These individual analyses supported the first assumption from the TRPM that each set of factors was significantly predictive of mortality above and beyond the effects of demographic and injury characteristics. The first analysis focused on the relationship of health outcomes and mortality; five health outcomes were related to mortality: probable major depression, surgeries to repair pressure ulcers, fractures and/or amputations, symptoms of infection, and days hospitalized in the past year.7 Several types of health behaviors were significantly related to mortality, including smoking, binge drinking, psychotropic prescription medication use (pain, spasticity, sleep, depression), and time spent out of bed.28 In an analysis of psychological characteristics,26 3 psychological factors were retained in the final model, including 2 personality scales (Impulsive Sensation Seeking, Neuroticism-Anxiety and the Purpose in Life Scale).29 A fourth analysis focused on the relationship of social support and socio-economic factors to mortality, and the model revealed 2 significant predictors of mortality: low income and general social support. In summary, each analysis clearly identified at least 1 characteristic from each of the 4 sets of risk and protective factors in relation to mortality, substantiating the importance of each set of factors when investigated without consideration of other types of factors from the TRPM except the most basic level of the model (ie, demographic and injury characteristics).

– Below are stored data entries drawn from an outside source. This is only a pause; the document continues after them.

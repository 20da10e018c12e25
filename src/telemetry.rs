//! Tracing initialization.
//!
//! Logs go to stderr so that stdout stays free for command output.

use clap::ValueEnum;
use tracing_subscriber::EnvFilter;

#[derive(Debug, Clone, Copy, PartialEq, Eq, Default, ValueEnum)]
pub enum LogFormat {
    #[default]
    Pretty,
    Json,
}

/// Installs the global subscriber, filtered by `RUST_LOG` (default `info`).
///
/// Safe to call multiple times (subsequent calls are no-ops).
pub fn init(format: LogFormat) {
    let filter = EnvFilter::try_from_default_env().unwrap_or_else(|_| EnvFilter::new("info"));
    let builder = tracing_subscriber::fmt()
        .with_env_filter(filter)
        .with_writer(std::io::stderr)
        .with_target(false);

    let _ = match format {
        LogFormat::Pretty => builder.try_init(),
        LogFormat::Json => builder.json().try_init(),
    };
}
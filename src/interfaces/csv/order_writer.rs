use crate::domain::order::Order;
use crate::error::Result;
use serde::Serialize;
use std::io::Write;

#[derive(Serialize)]
struct OrderRow<'a> {
    id: String,
    customer_email: &'a str,
    product_id: &'a str,
    amount: String,
    currency: &'a str,
    payment_method: &'a str,
    status: &'a str,
    transaction_id: Option<&'a str>,
    paid_at: Option<String>,
    conversion_source: Option<&'a str>,
}

impl<'a> From<&'a Order> for OrderRow<'a> {
    fn from(order: &'a Order) -> Self {
        Self {
            id: order.id.to_string(),
            customer_email: order.customer_email.as_str(),
            product_id: &order.product_id,
            amount: order.amount.to_string(),
            currency: order.currency.code(),
            payment_method: order.payment_method.as_str(),
            status: order.status.as_str(),
            transaction_id: order.transaction_id.as_deref(),
            paid_at: order.paid_at.map(|at| at.to_rfc3339()),
            conversion_source: order.conversion_source.as_deref(),
        }
    }
}

/// Writes final order states as CSV.
pub struct OrderWriter<W: Write> {
    writer: csv::Writer<W>,
}

impl<W: Write> OrderWriter<W> {
    pub fn new(sink: W) -> Self {
        Self {
            writer: csv::Writer::from_writer(sink),
        }
    }

    pub fn write_orders<'a, I>(&mut self, orders: I) -> Result<()>
    where
        I: IntoIterator<Item = &'a Order>,
    {
        for order in orders {
            self.writer.serialize(OrderRow::from(order))?;
        }
        self.writer.flush()?;
        Ok(())
    }
}
impl PaymentOrchestrator {
    pub fn new(
        store: SharedOrderStore,
        providers: Arc<ProviderRegistry>,
        fan_out: Arc<FanOutCoordinator>,
        supervisor: Arc<TaskSupervisor>,
        provider_timeout: Duration,
    ) -> Self {
        Self {
            store,
            providers,
            fan_out,
            supervisor,
            in_flight: Arc::new(Mutex::new(HashSet::new())),
            provider_timeout,
        }
    }

    /// Processes the payment of one order.
    ///
    /// Safe to call any number of times, concurrently or not: orders that are
    /// missing, already terminal, or currently being charged are skipped.
    /// Only storage failures are returned as errors.
    #[instrument(skip(self), fields(order_id = %id))]
    pub async fn process(&self, id: OrderId) -> Result<ProcessOutcome> {
        let Some(claim) = InFlightClaim::acquire(&self.in_flight, id)? else {
            debug!("Order is already being charged");
            return Ok(ProcessOutcome::Skipped(SkipReason::InFlight));
        };

        let Some(order) = self.store.get(id).await? else {
            debug!("Order not found");
            return Ok(ProcessOutcome::Skipped(SkipReason::NotFound));
        };
        if order.is_terminal() {
            debug!(status = %order.status, "Order already processed");
            return Ok(ProcessOutcome::Skipped(SkipReason::AlreadyTerminal));
        }

        let charged = self.charge(order.payment_method, ChargeRequest::from(&order)).await;
        let (transition, outcome) = match charged {
            Ok(ChargeOutcome::Approved { transaction_id }) => (
                Transition::Paid {
                    transaction_id: transaction_id.clone(),
                },
                ProcessOutcome::Paid { transaction_id },
            ),
            Ok(ChargeOutcome::Declined { reason }) => {
                warn!(reason = %reason, "Payment declined");
                (Transition::Failed, ProcessOutcome::Failed { reason })
            }
            Err(err) => {
                warn!(error = %err, "Payment provider failed");
                (
                    Transition::Failed,
                    ProcessOutcome::Failed {
                        reason: err.to_string(),
                    },
                )
            }
        };

        let target = transition.target();
        let applied = match self.commit(id, transition).await {
            Ok(applied) => applied,
            Err(err) => {
                if let ProcessOutcome::Paid { transaction_id } = &outcome {
                    error!(
                        transaction_id = %transaction_id,
                        error = %err,
                        "Charge approved but not recorded; order held for reconciliation"
                    );
                    claim.hold();
                }
                return Err(err);
            }
        };
        if !applied {
            debug!("Order was terminated by another writer");
            return Ok(ProcessOutcome::Skipped(SkipReason::LostRace));
        }
        info!(status = %target, "Order transitioned");

        if matches!(outcome, ProcessOutcome::Paid { .. }) {
            self.schedule_fan_out(id).await?;
        }
        Ok(outcome)
    }

    /// Writes the transition, retrying storage errors a bounded number of
    /// times.
    async fn commit(&self, id: OrderId, transition: Transition) -> Result<bool> {
        let mut attempt = 1;
        loop {
            match self.store.transition(id, transition.clone()).await {
                Ok(applied) => return Ok(applied),
                Err(err) if attempt < TRANSITION_ATTEMPTS => {
                    warn!(attempt, error = %err, "Transition write failed, retrying");
                    tokio::time::sleep(TRANSITION_RETRY_DELAY * attempt).await;
                    attempt += 1;
                }
                Err(err) => return Err(err),
            }
        }
    }

    /// Calls the provider on its own task so that a panic surfaces as an
    /// error, and bounds the call by the provider timeout.
    async fn charge(&self, method: PaymentMethod, request: ChargeRequest) -> Result<ChargeOutcome> {
        let provider = self.providers.get(method).ok_or_else(|| {
            OrderflowError::Adapter(format!("No provider configured for {method}"))
        })?;
        debug!(provider = provider.name(), amount = %request.amount, currency = %request.currency, "Charging");

        let mut call = tokio::spawn(async move { provider.charge(&request).await });
        match tokio::time::timeout(self.provider_timeout, &mut call).await {
            Ok(Ok(result)) => result,
            Ok(Err(join_err)) => Err(OrderflowError::Adapter(format!(
                "provider call aborted: {join_err}"
            ))),
            Err(_) => {
                call.abort();
                Err(OrderflowError::Timeout {
                    operation: format!("{method} charge"),
                    after_ms: self.provider_timeout.as_millis() as u64,
                })
            }
        }
    }

    async fn schedule_fan_out(&self, id: OrderId) -> Result<()> {
        let Some(paid) = self.store.get(id).await? else {
            return Err(OrderflowError::NotFound(id));
        };
        let fan_out = Arc::clone(&self.fan_out);
        self.supervisor
            .spawn(format!("fan-out {id}"), async move {
                fan_out.run(paid).await.map(|_| ())
            })
            .await;
        Ok(())
    }
}
use crate::error::{OrderflowError, Result};
use std::time::Duration;

/// Runtime knobs for the engine.
#[derive(Debug, Clone, PartialEq)]
pub struct EngineConfig {
    /// Upper bound on a single provider charge. Exceeding it fails the order.
    pub provider_timeout: Duration,
    /// Upper bound on each post-purchase task.
    pub task_timeout: Duration,
    /// Group name for paid orders without a conversion source or affiliate.
    pub unattributed_label: String,
    /// Where operator sale notices are posted.
    pub operator_channel: String,
    /// How many fan-out reports are kept for inspection.
    pub report_history: usize,
}

impl Default for EngineConfig {
    fn default() -> Self {
        Self {
            provider_timeout: Duration::from_secs(10),
            task_timeout: Duration::from_secs(5),
            unattributed_label: "unknown".to_string(),
            operator_channel: "#sales".to_string(),
            report_history: 1024,
        }
    }
}

impl EngineConfig {
    pub fn validate(&self) -> Result<()> {
        if self.provider_timeout.is_zero() {
            return Err(OrderflowError::validation("Provider timeout must be non-zero"));
        }
        if self.task_timeout.is_zero() {
            return Err(OrderflowError::validation("Task timeout must be non-zero"));
        }
        if self.unattributed_label.trim().is_empty() {
            return Err(OrderflowError::validation(
                "Unattributed label must not be empty",
            ));
        }
        Ok(())
    }
}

Simultaneous analysis of all sets of risk and protective factors from the TRPM in relation to mortality provided additional evidence for the second assumption that sets of factors would not be equally predictive of mortality, with some sets of factors more proximal to mortality. This assumption relates to the basic structure of the TRPM, with health factors being most proximal to mortality, followed by behavioral factors, and then psychological and socio-environmental factors (both of which receive equal weight). When considering all factors simultaneously, 4 health factors (days in the hospital, fracture/amputation, number of surgeries to repair pressure ulcers, probable major depression), 2 behavioral factors (prescription medication use, binge drinking), and 1 socio-environmental factor (income) were significantly related to mortality. These findings were consistent with the structure of the model as psychological factors, the most distal to mortality of all nondemographic and noninjury factors, were not predictive of mortality after considering other factors. Socio-environmental factors were also not highly significant; only income remained in the equation. These factors are treated with equal importance within the original TRPM. In contrast, the finding that 2 behavioral factors remained in the model was significant, as they are conceptually more important than psychological and socio-environmental factors. As expected, the majority of predictors were health factors. With each set of predictors included in the model, the pseudo-R increased; .121 for the base model, .136 after inclusion of psychological and socio-environmental factors, .161 after inclusion of behavioral factors, and .179 after inclusion of the health factors.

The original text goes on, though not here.